1

I'm trying to replicate a clustering methodology described in a paper as

We define the hetereogeneity metric within a cluster to be the average of all-pair jaccard distances, and at each step merge two clusters if the heterogeneity of the resultant cluster is below a specified threshold

There is a footnote we set the threshold to zero

I'm using scipy, my question isn't about scipy but I'll describe the steps I've taken using that API.

  1. I start with an array of input examples x
  2. I create a distance matrix y where y[i,j] = jaccard(x[i],x[j])
  3. I compute the linkage z=linkage(y, method='average')
  4. I compute the clusters fcluster(z, t=0.0, criterion='distance')

What I'm uncertain about is the authors description that clusters are merged when the heterogeneity of the resultant cluster is below a specified threshold (which was zero)

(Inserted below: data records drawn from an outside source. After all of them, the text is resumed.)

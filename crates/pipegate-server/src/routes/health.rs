//! Health check endpoint.

use axum::{Json, Router, extract::State, routing::get};
use serde::Serialize;

use crate::state::AppState;

/// Health check response.
#[derive(Debug, Serialize)]
pub struct HealthResponse {
    /// Service status; always `"ok"` while the process is alive.
    pub status: String,
    /// Service version.
    pub version: String,
    /// Number of tunnel sessions currently registered (includes any
    /// mid-drain).
    pub active_tunnels: usize,
}

/// `GET /health` — no auth required, matching §6 (the public surface has
/// no unauthenticated probe of its own).
async fn health(State(state): State<AppState>) -> Json<HealthResponse> {
    Json(HealthResponse {
        status: "ok".to_string(),
        version: env!("CARGO_PKG_VERSION").to_string(),
        active_tunnels: state.registry.len(),
    })
}

/// Health check routes, merged at the router root.
pub fn health_routes() -> Router<AppState> {
    Router::new().route("/health", get(health))
}

#[cfg(test)]
mod tests {
    use super::*;
    use crate::config::ServerConfig;
    use axum::{
        body::Body,
        http::{Request, StatusCode},
    };
    use tower::ServiceExt;

    #[tokio::test]
    async fn health_endpoint_reports_zero_tunnels_when_empty() {
        let state = AppState::new(ServerConfig::default());
        let app = health_routes().with_state(state);

        let response = app
            .oneshot(Request::builder().uri("/health").body(Body::empty()).unwrap())
            .await
            .unwrap();

        assert_eq!(response.status(), StatusCode::OK);

        let body = axum::body::to_bytes(response.into_body(), usize::MAX)
            .await
            .unwrap();
        let health: HealthResponse = serde_json::from_slice(&body).unwrap();

        assert_eq!(health.status, "ok");
        assert_eq!(health.active_tunnels, 0);
        assert!(!health.version.is_empty());
    }
}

I understand t is the threshold that represents the cophenetic distance. Am I correct in assuming that if a cluster contains two identical points (i.e. the jackard distance is zero) and no other points then the heterogeneity is zero and hence using a threshold (cophenetic distance) of zero should identify all clusters that only contain points having a jaccard distance between them of zero?

Or is there a different way to automatically extract clusters where heterogeneity==0?

The main reason for my confusion is the author's conclusion that the accuracy of their method is around 90% but I find setting t=0 always returns singleton clusters. Furthermore it's quite hard to find a t which works well in all cases.

0 Answers0